Spotlight on ranolazine in chronic stable angina pectoris.
Siddiqui MA, Keam SJ.
Wolters Kluwer Health/Adis, Auckland, New Zealand. demail@adis.com

Ranolazine (Ranexa), a piperazine derivative, is a new antianginal agent approved for the treatment of chronic stable angina pectoris for use as combination therapy when angina is not adequately controlled with other antianginal agents. While the exact mechanism of action of ranolazine is not known, its antianginal and anti-ischemic effects do not appear to depend upon changes in BP or heart rate. An extended-release (ER) oral formulation of ranolazine has been developed to facilitate twice-daily administration whilst maintaining therapeutically effective plasma concentrations. In patients with chronic stable angina, ranolazine ER monotherapy was shown to improve exercise duration at trough plasma drug concentration in a dose-dependent manner compared with placebo.
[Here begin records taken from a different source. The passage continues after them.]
//! Telemetry sources and the timeout wrapper the bridge polls through.

use crossbeam_channel::{unbounded, Receiver, RecvTimeoutError, Sender};
use oledlink_codec::SNAPSHOT_CAPACITY;
use std::fmt::Write as _;
use std::time::Duration;

/// Something that fills a buffer with `a;b;c;` ASCII telemetry.
///
/// `poll` returns the number of bytes written. Zero or a negative value means
/// no data is available right now.
pub trait TelemetrySource: Send {
    fn poll(&mut self, buffer: &mut [u8]) -> i32;
}

impl<S: TelemetrySource + ?Sized> TelemetrySource for Box<S> {
    fn poll(&mut self, buffer: &mut [u8]) -> i32 {
        (**self).poll(buffer)
    }
}

/// Fixed-capacity buffer handed to a source once per cycle.
#[derive(Clone)]
pub struct RawSnapshot {
    buf: [u8; SNAPSHOT_CAPACITY],
    len: i32,
}

impl RawSnapshot {
    pub fn new() -> Self {
        Self { buf: [0; SNAPSHOT_CAPACITY], len: 0 }
    }

    /// Clears the buffer and polls `source` into it.
    pub fn fill_from(&mut self, source: &mut dyn TelemetrySource) -> i32 {
        self.buf.fill(0);
        self.len = source.poll(&mut self.buf);
        self.len
    }

    /// Length as reported by the source, possibly zero or negative.
    pub fn len(&self) -> i32 {
        self.len
    }

    pub fn has_data(&self) -> bool {
        self.len > 0
    }

    pub fn buffer(&self) -> &[u8] {
        &self.buf
    }

    /// The reported bytes, clamped to the buffer; empty when there is no data.
    pub fn payload(&self) -> &[u8] {
        if self.len <= 0 {
            return &[];
        }
        &self.buf[..(self.len as usize).min(SNAPSHOT_CAPACITY)]
    }
}

impl Default for RawSnapshot {
    fn default() -> Self {
        Self::new()
    }
}

impl std::fmt::Debug for RawSnapshot {
    fn fmt(&self, f: &mut std::fmt::Formatter<'_>) -> std::fmt::Result {
        f.debug_struct("RawSnapshot")
            .field("len", &self.len)
            .field("payload", &String::from_utf8_lossy(self.payload()))
            .finish()
    }
}

/// Runs a source on its own thread and bounds every poll by `timeout`.
///
/// An expired wait reads as zero bytes. The answer that eventually arrives is
/// dropped, and until it does every poll returns zero without calling the
/// inner source again.
pub struct TimedSource {
    timeout: Duration,
    tx_req: Sender<u64>,
    rx_resp: Receiver<(u64, RawSnapshot)>,
    next_seq: u64,
    in_flight: Option<u64>,
}

impl TimedSource {
    pub fn spawn<S>(mut source: S, timeout: Duration) -> std::io::Result<Self>
    where
        S: TelemetrySource + 'static,
    {
        let (tx_req, rx_req) = unbounded::<u64>();
        let (tx_resp, rx_resp) = unbounded::<(u64, RawSnapshot)>();

        std::thread::Builder::new()
            .name("telemetry-poll".to_string())
            .spawn(move || {
                for seq in rx_req.iter() {
                    let mut snapshot = RawSnapshot::new();
                    snapshot.fill_from(&mut source);
                    if tx_resp.send((seq, snapshot)).is_err() {
                        break;
                    }
                }
            })?;

        Ok(Self { timeout, tx_req, rx_resp, next_seq: 0, in_flight: None })
    }
}

impl TelemetrySource for TimedSource {
    fn poll(&mut self, buffer: &mut [u8]) -> i32 {
        while let Ok((seq, _late)) = self.rx_resp.try_recv() {
            log::debug!("discarding late telemetry answer #{seq}");
            if self.in_flight == Some(seq) {
                self.in_flight = None;
            }
        }
        if let Some(seq) = self.in_flight {
            log::debug!("telemetry poll #{seq} still outstanding");
            return 0;
        }

        let seq = self.next_seq;
        self.next_seq += 1;
        if self.tx_req.send(seq).is_err() {
            log::error!("telemetry poll thread is gone");
            return 0;
        }
        self.in_flight = Some(seq);

        match self.rx_resp.recv_timeout(self.timeout) {
            Ok((_, snapshot)) => {
                self.in_flight = None;
                let payload = snapshot.payload();
                let n = payload.len().min(buffer.len());
                buffer[..n].copy_from_slice(&payload[..n]);
                if snapshot.len() <= 0 {
                    snapshot.len()
                } else {
                    n as i32
                }
            }
            Err(RecvTimeoutError::Timeout) => {
                log::warn!("telemetry poll timed out after {:?}", self.timeout);
                0
            }
            Err(RecvTimeoutError::Disconnected) => {
                log::error!("telemetry poll thread exited");
                self.in_flight = None;
                0
            }
        }
    }
}

/// Deterministic readings in the native accessor's `%.2f;%.2f;%.2f;` layout.
#[derive(Debug, Default, Clone)]
pub struct SimulatedSource {
    tick: u64,
}

impl SimulatedSource {
    pub fn new() -> Self {
        Self::default()
    }
}

impl TelemetrySource for SimulatedSource {
    fn poll(&mut self, buffer: &mut [u8]) -> i32 {
        let t = self.tick as f64;
        self.tick += 1;

        let cpu = 48.0 + 9.0 * (t / 11.0).sin();
        let gpu = 57.0 + 14.0 * (t / 7.0).sin();
        let fps = 90.0 + 30.0 * (t / 5.0).cos();

        let mut packet = String::with_capacity(32);
        let _ = write!(packet, "{cpu:.2};{gpu:.2};{fps:.2};");

        buffer.fill(0);
        let n = packet.len().min(buffer.len());
        buffer[..n].copy_from_slice(&packet.as_bytes()[..n]);
        n as i32
    }
}

#[cfg(feature = "afterburner")]
pub use afterburner::AfterburnerSource;

#[cfg(feature = "afterburner")]
mod afterburner {
    use super::TelemetrySource;
    use std::os::raw::{c_char, c_int};

    #[link(name = "OLEDThing")]
    extern "C" {
        fn GetAfterburnerData(buf: *mut c_char, max_len: c_int) -> c_int;
    }

    /// CPU temperature, GPU temperature and framerate from MSI Afterburner's
    /// shared memory, through the `OLEDThing` accessor library.
    #[derive(Debug, Default)]
    pub struct AfterburnerSource;

    impl TelemetrySource for AfterburnerSource {
        fn poll(&mut self, buffer: &mut [u8]) -> i32 {
            let max_len = buffer.len().min(c_int::MAX as usize) as c_int;
            // SAFETY: the accessor zeroes and writes at most `max_len` bytes of `buffer`.
            unsafe { GetAfterburnerData(buffer.as_mut_ptr().cast::<c_char>(), max_len) }
        }
    }
}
The drug was effective as adjunctive therapy in patients with chronic stable angina whose condition was not controlled adequately with conventional antianginal therapy. In randomized clinical trials, ranolazine ER was well tolerated, with no overt effects on cardiovascular hemodynamics or conduction, apart from a modest increase in corrected QT interval (but no torsades de pointes). Importantly, the efficacy and tolerability of ranolazine ER were not affected by old age and co-morbid conditions (heart failure or diabetes mellitus). Comparative trials of ranolazine ER with other antianginal agents and trials examining its effects on long-term morbidity and mortality in patients with ischemic heart disease are required to determine with greater certainty the place of the drug in current antianginal therapy. Nevertheless, ranolazine ER may well prove to be a useful alternative and adjunct to conventional hemodynamic antianginal therapy in the treatment of chronic stable angina.